WORK REQUEST: Among the lines below, copy exactly those from the one with "let (sum, carry)" through the one with "assert_eq!(borrow, 0);", counting both ends.
====== SOURCE DATA
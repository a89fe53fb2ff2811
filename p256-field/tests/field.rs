//! Field arithmetic tests against the public API.

use hex_literal::hex;
use p256_field::{
    FieldBytes, FieldElement, MODULUS, REDUCER, WideElement,
    hazmat::{add_raw, ge, is_one, is_zero, shr1, sub_raw},
};
use num_bigint::BigUint;
use proptest::prelude::*;

/// x-coordinate of the base point, big-endian.
const GX: FieldBytes = hex!("6b17d1f2e12c4247f8bce6e563a440f277037d812deb33a0f4a13945d898c296");

/// y-coordinate of the base point, big-endian.
const GY: FieldBytes = hex!("4fe342e2fe1a7f9b8ee7eb4a7c0f9e162bce33576b315ececbb6406837bf51f5");

/// Curve coefficient b, big-endian.
const B: FieldBytes = hex!("5ac635d8aa3a93e7b3ebbd55769886bc651d06b0cc53b0f63bce3c3e27d2604b");

fn fe_be(bytes: &FieldBytes) -> FieldElement {
    FieldElement::from_be_bytes(bytes).unwrap()
}

fn p_minus_one() -> FieldElement {
    fe_be(&hex!(
        "ffffffff00000001000000000000000000000000fffffffffffffffffffffffe"
    ))
}

#[test]
fn boundary_cases() {
    let one = FieldElement::ONE;
    assert_eq!(p_minus_one() + one, FieldElement::ZERO);
    assert_eq!(FieldElement::ZERO - one, p_minus_one());
    assert_eq!(one.invert().unwrap(), one);
}

#[test]
fn raw_arithmetic_reports_overflow() {
    let (sum, carry) = add_raw(&MODULUS, &REDUCER);
    assert!(is_zero(&sum));
    assert_eq!(carry, 1);

    let (diff, borrow) = sub_raw(&[0; 4], &REDUCER);
    assert_eq!(diff, MODULUS);
    assert_eq!(borrow, 1);

    let (_, borrow) = sub_raw(&MODULUS, &REDUCER);
    assert_eq!(borrow, 0);
    assert!(ge(&MODULUS, &REDUCER));
    assert!(is_one(&shr1(&[2, 0, 0, 0], 0)));
}

#[test]
fn sample_operand_inverse() {
    let mut bytes = [0u8; 32];
    for chunk in bytes.chunks_exact_mut(8) {
        chunk.copy_from_slice(&[0x11, 0x02, 0x03, 0x04, 0x05, 0x06, 0x07, 0x08]);
    }
    bytes[31] = 0xf8;

    let a = FieldElement::from_bytes(&bytes).unwrap();
    let b = a.invert().unwrap();
    assert_eq!(a.mul_wide(&b).reduce(), FieldElement::ONE);
}

#[test]
fn generator_is_on_curve() {
    let x = fe_be(&GX);
    let y = fe_be(&GY);
    let b = fe_be(&B);
    let three = FieldElement::from_u64(3);

    let lhs = y.square();
    let rhs = x.square() * x - three * x + b;
    assert_eq!(lhs, rhs);
}

#[test]
fn big_endian_round_trip() {
    assert_eq!(fe_be(&GX).to_be_bytes(), GX);

    let mut le = GX;
    le.reverse();
    assert_eq!(fe_be(&GX).to_bytes(), le);
}

#[test]
fn rejects_non_canonical_encodings() {
    let p = hex!("ffffffff00000001000000000000000000000000ffffffffffffffffffffffff");
    assert!(bool::from(FieldElement::from_be_bytes(&p).is_none()));
    assert!(FieldElement::from_slice(&[0u8; 16]).is_err());
}

#[test]
fn wide_reduce_matches_field_mul() {
    let x = fe_be(&GX);
    let y = fe_be(&GY);
    let wide: WideElement = x.mul_wide(&y);
    assert_eq!(FieldElement::from(wide), x * y);
    assert_eq!(WideElement::from_bytes(&wide.to_bytes()), wide);
}

#[cfg(feature = "serde")]
#[test]
fn serde_round_trip() {
    let x = fe_be(&GX);
    let json = serde_json::to_string(&x).unwrap();
    let mut le = GX;
    le.reverse();
    assert_eq!(json, format!("\"{}\"", hex_lower(&le)));
    assert_eq!(serde_json::from_str::<FieldElement>(&json).unwrap(), x);

    let too_big = format!("\"{}\"", hex_lower(&[0xff; 32]));
    assert!(serde_json::from_str::<FieldElement>(&too_big).is_err());
}

#[cfg(feature = "serde")]
fn hex_lower(bytes: &[u8]) -> String {
    bytes.iter().map(|b| format!("{b:02x}")).collect()
}

prop_compose! {
    fn field_element()(bytes in any::<[u8; 32]>()) -> FieldElement {
        let mut res = BigUint::from_bytes_le(&bytes);
        let p = BigUint::parse_bytes(p256_field::MODULUS_HEX.as_bytes(), 16).unwrap();
        // 2^256 < 2p, so one subtraction is enough.
        if res >= p {
            res -= p;
        }

        let mut le = [0u8; 32];
        let digits = res.to_bytes_le();
        le[..digits.len()].copy_from_slice(&digits);
        FieldElement::from_bytes(&le).unwrap()
    }
}

proptest! {
    #[test]
    fn sub_undoes_add(a in field_element(), b in field_element()) {
        prop_assert_eq!((a + b) - b, a);
    }

    #[test]
    fn add_is_commutative(a in field_element(), b in field_element()) {
        prop_assert_eq!(a + b, b + a);
    }

    #[test]
    fn add_is_associative(a in field_element(), b in field_element(), c in field_element()) {
        prop_assert_eq!((a + b) + c, a + (b + c));
    }

    #[test]
    fn mul_by_one_is_identity(a in field_element()) {
        prop_assert_eq!(a.mul_wide(&FieldElement::ONE).reduce(), a);
    }

    #[test]
    fn mul_distributes_over_add(a in field_element(), b in field_element(), c in field_element()) {
        prop_assert_eq!(a * (b + c), a * b + a * c);
    }

    #[test]
    fn invert_is_inverse(a in field_element()) {
        prop_assume!(!bool::from(a.is_zero()));
        let inv = a.invert().unwrap();
        prop_assert_eq!(a.mul_wide(&inv).reduce(), FieldElement::ONE);
        prop_assert_eq!(inv.invert().unwrap(), a);
    }

    #[test]
    fn encoding_round_trips(a in field_element()) {
        prop_assert_eq!(FieldElement::from_bytes(&a.to_bytes()).unwrap(), a);
        prop_assert_eq!(FieldElement::from_be_bytes(&a.to_be_bytes()).unwrap(), a);
    }
}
============
PROBLEM SOLUTION:
    let (sum, carry) = add_raw(&MODULUS, &REDUCER);
    assert!(is_zero(&sum));
    assert_eq!(carry, 1);

    let (diff, borrow) = sub_raw(&[0; 4], &REDUCER);
    assert_eq!(diff, MODULUS);
    assert_eq!(borrow, 1);

    let (_, borrow) = sub_raw(&MODULUS, &REDUCER);
    assert_eq!(borrow, 0);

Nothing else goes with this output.